_WORK ORDER_
Each line with the string "crates" is to be copied from the records below.
▼
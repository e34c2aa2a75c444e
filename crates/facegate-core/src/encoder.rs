//! ONNX-backed implementation of [`FaceEncoder`].

use crate::detector::{DetectorError, FaceDetector};
use crate::recognizer::{FaceRecognizer, RecognizerError};
use crate::types::{Embedding, FaceEncoder};
use image::RgbImage;
use std::path::{Path, PathBuf};
use thiserror::Error;

/// SCRFD detection model file name inside the model directory.
pub const SCRFD_MODEL_FILE: &str = "det_10g.onnx";
/// ArcFace recognition model file name inside the model directory.
pub const ARCFACE_MODEL_FILE: &str = "w600k_r50.onnx";

#[derive(Error, Debug)]
pub enum EncoderError {
    #[error("detector error: {0}")]
    Detector(#[from] DetectorError),
    #[error("recognizer error: {0}")]
    Recognizer(#[from] RecognizerError),
    #[error("encoder failure: {0}")]
    Other(String),
}

/// Default model directory: `$XDG_DATA_HOME/facegate/models`, falling back
/// to `~/.local/share/facegate/models`.
pub fn default_model_dir() -> PathBuf {
    std::env::var("XDG_DATA_HOME")
        .map(PathBuf::from)
        .unwrap_or_else(|_| {
            let home = std::env::var("HOME").unwrap_or_else(|_| "/tmp".to_string());
            PathBuf::from(home).join(".local/share")
        })
        .join("facegate")
        .join("models")
}

/// SCRFD detection followed by ArcFace recognition for every detected face.
pub struct OnnxFaceEncoder {
    detector: FaceDetector,
    recognizer: FaceRecognizer,
}

impl OnnxFaceEncoder {
    /// Load both models from `model_dir`. Fails fast if either is missing.
    pub fn load(model_dir: &Path) -> Result<Self, EncoderError> {
        let detector = FaceDetector::load(&model_dir.join(SCRFD_MODEL_FILE))?;
        let recognizer = FaceRecognizer::load(&model_dir.join(ARCFACE_MODEL_FILE))?;
        Ok(Self {
            detector,
            recognizer,
        })
    }
}

impl FaceEncoder for OnnxFaceEncoder {
    fn detect_and_encode(&mut self, image: &RgbImage) -> Result<Vec<Embedding>, EncoderError> {
        let faces = self.detector.detect(image)?;
        tracing::debug!(faces = faces.len(), "encoding detected faces");

        faces
            .iter()
            .map(|face| self.recognizer.extract(image, face).map_err(EncoderError::from))
            .collect()
    }
}
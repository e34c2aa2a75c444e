use facegate_core::{Embedding, StoreError, TargetStore};
use tokio::sync::RwLock;

/// The one registered target, shared by every request.
///
/// Registration holds the write lock across the disk write and the in-memory
/// swap, so readers see either the old target or the new one, and memory never
/// disagrees with disk.
pub struct TargetState {
    current: RwLock<Option<Embedding>>,
    store: TargetStore,
}

impl TargetState {
    /// Load the stored target; an unreadable store starts unset.
    pub fn load(store: TargetStore) -> Self {
        let current = store.load();
        Self {
            current: RwLock::new(current),
            store,
        }
    }

    pub async fn current(&self) -> Option<Embedding> {
        self.current.read().await.clone()
    }

    pub async fn is_set(&self) -> bool {
        self.current.read().await.is_some()
    }

    /// Persist `embedding` and make it the target, replacing any previous one.
    ///
    /// On a failed write the previous target stays in place.
    pub async fn replace(&self, embedding: Embedding) -> Result<(), StoreError> {
        let mut current = self.current.write().await;

        let store = self.store.clone();
        let to_save = embedding.clone();
        tokio::task::spawn_blocking(move || store.save(&to_save))
            .await
            .map_err(|e| StoreError::Io {
                path: self.store.path().to_path_buf(),
                source: std::io::Error::other(e),
            })??;

        *current = Some(embedding);
        tracing::info!(path = %self.store.path().display(), "target replaced");
        Ok(())
    }
}
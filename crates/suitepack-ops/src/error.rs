//! Error types for the operations layer.

use suitepack_core::{ManifestError, RepositoryKind};
use suitepack_git::GitRepositoryError;
use thiserror::Error;
use uuid::Uuid;

use crate::storage::StorageError;

/// Result type for operations.
pub type OpsResult<T> = Result<T, OpsError>;

/// Errors that can occur during operations.
///
/// Wrapped errors are kept as `source()` so the failure classifier can walk
/// the whole cause chain.
#[derive(Debug, Error)]
pub enum OpsError {
    /// A record is missing from the catalog.
    #[error("{entity} {id} not found")]
    NotFound { entity: &'static str, id: Uuid },

    /// No registered handler materializes this kind of origin.
    #[error("no materializer for source type `{type_name}`")]
    UnsupportedSource { type_name: String },

    /// Cloning or checking out a git origin failed.
    #[error("git materialization failed: {0}")]
    Git(#[from] GitRepositoryError),

    /// No storage is registered for the materialized repository's kind.
    #[error("no storage available to read {kind} repository at {path}")]
    RepositoryUnreadable { kind: RepositoryKind, path: String },

    /// An explicitly selected test is absent from the source tree.
    #[error("test `{path}` not found in source repository")]
    MissingTest {
        path: String,
        #[source]
        source: StorageError,
    },

    /// An explicitly selected test points outside the source tree.
    #[error("test path `{path}` is outside the source repository")]
    InvalidTestPath { path: String },

    /// A selected file is not UTF-8 text.
    #[error("test `{path}` is not valid UTF-8")]
    NotUtf8 {
        path: String,
        #[source]
        source: std::string::FromUtf8Error,
    },

    /// A selected file does not parse as structured data.
    #[error("test `{path}` is not valid structured data: {message}")]
    InvalidDocument {
        path: String,
        message: String,
        #[source]
        source: serde_yaml::Error,
    },

    /// The manifest could not be persisted.
    #[error("unable to write manifest to {key}: {source}")]
    TargetWrite {
        key: String,
        #[source]
        source: StorageError,
    },

    /// No manifest exists yet for the request.
    #[error("manifest for request {request_id} is not yet available")]
    NotYetAvailable { request_id: Uuid },

    /// Storage access failed.
    #[error("storage error: {0}")]
    Storage(#[from] StorageError),

    /// Manifest encoding or decoding failed.
    #[error("manifest error: {0}")]
    Manifest(#[from] ManifestError),

    /// Configuration error.
    #[error("Configuration error: {0}")]
    Config(String),

    /// IO error during file operations.
    #[error("IO error: {0}")]
    Io(#[from] std::io::Error),

    /// JSON serialization/deserialization error.
    #[error("JSON error: {0}")]
    Json(#[from] serde_json::Error),
}

impl OpsError {
    /// Create a not-found error for a catalog entity.
    pub fn not_found(entity: &'static str, id: Uuid) -> Self {
        Self::NotFound { entity, id }
    }

    /// Whether the error means "nothing to read yet" rather than a failure.
    pub fn is_not_yet_available(&self) -> bool {
        matches!(self, Self::NotYetAvailable { .. })
    }
}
▲
_OUTPUT_
filename crates/facegate-core/src/encoder.rs
filename crates/suitepack-ops/src/error.rs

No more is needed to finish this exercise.